* AIM OF THE TASK: In the entries that follow, find the line containing "static SAFARI_RE: LazyLock<Regex>"; from there, copy every line exactly through the line containing "that never existed.".

* RECORD EXCERPTS:
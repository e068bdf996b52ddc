use std::sync::LazyLock;

use regex::Regex;
use serde::{Deserialize, Serialize};

static MOBILE_RE: LazyLock<Regex> = LazyLock::new(|| re(r"mobile"));
static TABLET_RE: LazyLock<Regex> = LazyLock::new(|| re(r"tablet"));
static DESKTOP_RE: LazyLock<Regex> = LazyLock::new(|| re(r"windows|macintosh|linux"));
static CHROME_RE: LazyLock<Regex> = LazyLock::new(|| re(r"chrome"));
static FIREFOX_RE: LazyLock<Regex> = LazyLock::new(|| re(r"firefox"));
static SAFARI_RE: LazyLock<Regex> = LazyLock::new(|| re(r"safari"));
static EDGE_RE: LazyLock<Regex> = LazyLock::new(|| re(r"edge"));
static OPERA_RE: LazyLock<Regex> = LazyLock::new(|| re(r"opera|opr"));

fn re(pattern: &str) -> Regex {
    Regex::new(&format!("(?i){pattern}")).expect("valid user-agent regex")
}

/// Device metadata attached to a session at login and carried forward
/// through refresh-token rotation.
#[derive(Debug, Clone, Default, PartialEq, Serialize, Deserialize)]
pub struct DeviceInfo {
    pub device_name: Option<String>,
    pub device_type: Option<String>,
    pub browser: Option<String>,
    pub ip_address: Option<String>,
}

impl DeviceInfo {
    /// Classify a User-Agent string into a coarse device type and browser
    /// family. Pattern order matters: Chrome-based agents advertise Safari
    /// too, so Chrome is checked first.
    pub fn from_user_agent(user_agent: &str, ip_address: Option<String>) -> Self {
        let device_type = if MOBILE_RE.is_match(user_agent) {
            "mobile"
        } else if TABLET_RE.is_match(user_agent) {
            "tablet"
        } else if DESKTOP_RE.is_match(user_agent) {
            "desktop"
        } else {
            "unknown"
        };

        let browser = if CHROME_RE.is_match(user_agent) {
            "Chrome"
        } else if FIREFOX_RE.is_match(user_agent) {
            "Firefox"
        } else if SAFARI_RE.is_match(user_agent) {
            "Safari"
        } else if EDGE_RE.is_match(user_agent) {
            "Edge"
        } else if OPERA_RE.is_match(user_agent) {
            "Opera"
        } else {
            "unknown"
        };

        Self {
            device_name: Some(format!("{device_type} - {browser}")),
            device_type: Some(device_type.to_owned()),
            browser: Some(browser.to_owned()),
            ip_address,
        }
    }
}
use taskforge_core::{SessionStore, SessionStoreError, SessionSummary};

/// Error types shared by the session management use cases
#[derive(Debug, thiserror::Error)]
pub enum SessionsError {
    /// Also covers sessions owned by another user: a non-owner gets the
    /// same answer as for an id that never existed.
    #[error("Session not found")]
    SessionNotFound,
    #[error("Session store error: {0}")]
    SessionStoreError(SessionStoreError),
}

impl From<SessionStoreError> for SessionsError {
    fn from(e: SessionStoreError) -> Self {
        match e {
            SessionStoreError::SessionNotFound => SessionsError::SessionNotFound,
            other => SessionsError::SessionStoreError(other),
        }
    }
}

/// List sessions use case - the caller's active sessions, most recently
/// used first, with device metadata defaults filled in.
pub struct ListSessionsUseCase<S>
where
    S: SessionStore,
{
    session_store: S,
}

impl<S> ListSessionsUseCase<S>
where
    S: SessionStore,
{
    pub fn new(session_store: S) -> Self {
        Self { session_store }
    }

    #[tracing::instrument(name = "ListSessionsUseCase::execute", skip(self))]
    pub async fn execute(&self, user_id: i64) -> Result<Vec<SessionSummary>, SessionsError> {
        let sessions = self.session_store.list_active_for_user(user_id).await?;
        Ok(sessions.iter().map(|s| s.to_summary()).collect())
    }
}

/// Revoke session use case - revokes one of the caller's own sessions by
/// id.
pub struct RevokeSessionUseCase<S>
where
    S: SessionStore,
{
    session_store: S,
}

impl<S> RevokeSessionUseCase<S>
where
    S: SessionStore,
{
    pub fn new(session_store: S) -> Self {
        Self { session_store }
    }

    #[tracing::instrument(name = "RevokeSessionUseCase::execute", skip(self))]
    pub async fn execute(&self, session_id: i64, user_id: i64) -> Result<(), SessionsError> {
        let session = self.session_store.find_for_user(session_id, user_id).await?;
        self.session_store.revoke(&session.token, None).await?;
        tracing::info!(session_id, user_id, "session revoked");
        Ok(())
    }
}

/// Revoke other sessions use case - revokes every session of the caller
/// except the one presenting `current_token`, so the acting session
/// survives.
pub struct RevokeOtherSessionsUseCase<S>
where
    S: SessionStore,
{
    session_store: S,
}

impl<S> RevokeOtherSessionsUseCase<S>
where
    S: SessionStore,
{
    pub fn new(session_store: S) -> Self {
        Self { session_store }
    }

    #[tracing::instrument(name = "RevokeOtherSessionsUseCase::execute", skip_all)]
    pub async fn execute(&self, user_id: i64, current_token: &str) -> Result<(), SessionsError> {
        self.session_store
            .revoke_all_except(user_id, current_token)
            .await?;
        tracing::info!(user_id, "other sessions revoked");
        Ok(())
    }
}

* TASK RESULT:
static SAFARI_RE: LazyLock<Regex> = LazyLock::new(|| re(r"safari"));
static EDGE_RE: LazyLock<Regex> = LazyLock::new(|| re(r"edge"));
static OPERA_RE: LazyLock<Regex> = LazyLock::new(|| re(r"opera|opr"));

fn re(pattern: &str) -> Regex {
    Regex::new(&format!("(?i){pattern}")).expect("valid user-agent regex")
}

/// Device metadata attached to a session at login and carried forward
/// through refresh-token rotation.
#[derive(Debug, Clone, Default, PartialEq, Serialize, Deserialize)]
pub struct DeviceInfo {
    pub device_name: Option<String>,
    pub device_type: Option<String>,
    pub browser: Option<String>,
    pub ip_address: Option<String>,
}

impl DeviceInfo {
    /// Classify a User-Agent string into a coarse device type and browser
    /// family. Pattern order matters: Chrome-based agents advertise Safari
    /// too, so Chrome is checked first.
    pub fn from_user_agent(user_agent: &str, ip_address: Option<String>) -> Self {
        let device_type = if MOBILE_RE.is_match(user_agent) {
            "mobile"
        } else if TABLET_RE.is_match(user_agent) {
            "tablet"
        } else if DESKTOP_RE.is_match(user_agent) {
            "desktop"
        } else {
            "unknown"
        };

        let browser = if CHROME_RE.is_match(user_agent) {
            "Chrome"
        } else if FIREFOX_RE.is_match(user_agent) {
            "Firefox"
        } else if SAFARI_RE.is_match(user_agent) {
            "Safari"
        } else if EDGE_RE.is_match(user_agent) {
            "Edge"
        } else if OPERA_RE.is_match(user_agent) {
            "Opera"
        } else {
            "unknown"
        };

        Self {
            device_name: Some(format!("{device_type} - {browser}")),
            device_type: Some(device_type.to_owned()),
            browser: Some(browser.to_owned()),
            ip_address,
        }
    }
}
use taskforge_core::{SessionStore, SessionStoreError, SessionSummary};

/// Error types shared by the session management use cases
#[derive(Debug, thiserror::Error)]
pub enum SessionsError {
    /// Also covers sessions owned by another user: a non-owner gets the
    /// same answer as for an id that never existed.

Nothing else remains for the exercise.